# wound washout s/p exp lap



## sundaey

hello everyone,
one of my trauma docs poses the question:

can we bill for an abdominal washout s/p exp lap, and the pt's abdomen is let open?

also, if the pt undergoes multiple washouts (sometimes up to 20) while in the global period, is that billable?

there are no other procedures done, just the washout, and wound vac placement.


----------



## mbort

yes the washouts can be billed with the appropriate modifier and documentation however many times it takes


----------



## sundaey

so what code are you looking at?


----------



## ccaldewey

What codes would be appropriate to use for these washouts?
Thank you


----------



## CRC CPC

I would be interested to know also.
Thanks


----------



## Dlee

*Would VAC Washout and changes*

I would be interested in hearing about codes also.  I have used the 97598 codes but the surgeon I work for asked me if we could use the 16000 series codes for treating burns.  He treats non-healing wounds on diabetic patients.  Any advice would be helpful!


----------



## FTessaBartels

*Burn treatment codes*

Burn treatment codes are strictly for treatment of burns. Can*not* be used for other applications. 
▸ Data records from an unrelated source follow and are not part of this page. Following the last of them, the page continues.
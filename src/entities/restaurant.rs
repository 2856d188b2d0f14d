//! Restaurant entity - a listed restaurant and its public profile.
//!
//! The `status` column holds a [`RestaurantStatus`] as text; only `ACTIVE`
//! restaurants are visible to the public. `rating` and `rating_count` are
//! denormalized from restaurant reviews and recomputed on every review change.

use sea_orm::entity::prelude::*;
use serde::{Deserialize, Serialize};
use std::{fmt, str::FromStr};

/// Restaurant database model
#[derive(Clone, Debug, PartialEq, DeriveEntityModel, Serialize, Deserialize)]
#[sea_orm(table_name = "restaurants")]
pub struct Model {
    /// Unique identifier
    #[sea_orm(primary_key)]
    pub id: i64,
    /// Display name
    pub name: String,
    /// URL slug, unique across restaurants
    #[sea_orm(unique)]
    pub slug: String,
    /// Cuisine this restaurant is listed under
    pub country_id: i64,
    /// Auth-provider user id of the owner who manages it through the portal
    #[sea_orm(indexed)]
    pub owner_id: String,
    /// `ACTIVE`, `SUSPENDED` or `INACTIVE`
    pub status: String,
    /// Free-text description
    pub description: Option<String>,
    /// Street address
    pub address: Option<String>,
    /// Phone number as entered
    pub phone: Option<String>,
    /// WhatsApp number used for click-to-chat links
    pub whatsapp: Option<String>,
    /// Google Maps link or place query
    pub map_url: Option<String>,
    /// Hosted logo URL
    pub logo_url: Option<String>,
    /// Hosted cover image URL
    pub cover_url: Option<String>,
    /// Facebook page
    pub facebook_url: Option<String>,
    /// Instagram profile
    pub instagram_url: Option<String>,
    /// Opening hours as free text (e.g., "يومياً 10ص - 12م")
    pub opening_hours: Option<String>,
    /// Average review rating rounded to one decimal
    pub rating: f64,
    /// Number of reviews the rating is computed from
    pub rating_count: i32,
    /// When the restaurant was created
    pub created_at: DateTimeUtc,
    /// When the restaurant was last modified
    pub updated_at: DateTimeUtc,
}

/// Defines relationships between Restaurant and other entities
#[derive(Copy, Clone, Debug, EnumIter, DeriveRelation)]
pub enum Relation {
    /// Each restaurant belongs to one cuisine
    #[sea_orm(
        belongs_to = "super::country::Entity",
        from = "Column::CountryId",
        to = "super::country::Column::Id"
    )]
    Country,
    /// One restaurant has many dishes
    #[sea_orm(has_many = "super::dish::Entity")]
    Dishes,
}

impl Related<super::country::Entity> for Entity {
    fn to() -> RelationDef {
        Relation::Country.def()
    }
}

impl Related<super::dish::Entity> for Entity {
    fn to() -> RelationDef {
        Relation::Dishes.def()
    }
}

impl ActiveModelBehavior for ActiveModel {}

/// Listing status of a restaurant, set directly by the dashboard.
#[derive(Copy, Clone, Debug, PartialEq, Eq, Serialize, Deserialize)]
#[serde(rename_all = "SCREAMING_SNAKE_CASE")]
pub enum RestaurantStatus {
    /// Visible to the public
    Active,
    /// Hidden by an administrator
    Suspended,
    /// Hidden, e.g. closed or not yet launched
    Inactive,
}

impl RestaurantStatus {
    /// Value stored in the `status` column.
    #[must_use]
    pub const fn as_str(self) -> &'static str {
        match self {
            Self::Active => "ACTIVE",
            Self::Suspended => "SUSPENDED",
            Self::Inactive => "INACTIVE",
        }
    }
}

impl fmt::Display for RestaurantStatus {
    fn fmt(&self, f: &mut fmt::Formatter<'_>) -> fmt::Result {
        f.write_str(self.as_str())
    }
}

impl FromStr for RestaurantStatus {
    type Err = crate::errors::Error;

    fn from_str(s: &str) -> Result<Self, Self::Err> {
        match s {
            "ACTIVE" => Ok(Self::Active),
            "SUSPENDED" => Ok(Self::Suspended),
            "INACTIVE" => Ok(Self::Inactive),
            other => Err(crate::errors::Error::validation(
                "status",
                format!("حالة المطعم غير معروفة: {other}"),
            )),
        }
    }
}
F Tessa Bartels, CPC, CEMC


----------



## monbel

13160


----------



## lovetocode

If the abdomen was left open, we wouldn't charge for a closure, would we?  What about 11005?  I would love to hear more thoughts on this.


----------



## BLOWRIE

we have used 49002 with a 58 modifier.  We have discussed this scenerio at multiple conferences and have not been told this was not acceptable practice.  the vac-pack and all lap pads and packing have to be removed to re-explore and washout the abdomen.  If any of you know of any contraindications for using this method of coding this particular procedure, please advise.  Thanks.


----------



## FTessaBartels

*10180 vs 97605/06*

The following descriptions are from Encoder Pro

*10180* - This procedure treats an *infected postoperative wound*. A more complex than usual incision and drainage procedure is necessary to remove the fluid and allow the surgical wound to heal. The physician first removes the surgical sutures or staples and/or makes additional incisions into the skin. The wound is drained of infected fluid. Any necrotic tissue is removed from the surgical site and the wound is irrigated. The wound may be sutured closed or packed open with gauze to allow additional drainage. If closed, the surgical site may have suction or latex drains placed into the wound. If packed open, the wound may be sutured again during a later procedure. (emphasis added by FTB)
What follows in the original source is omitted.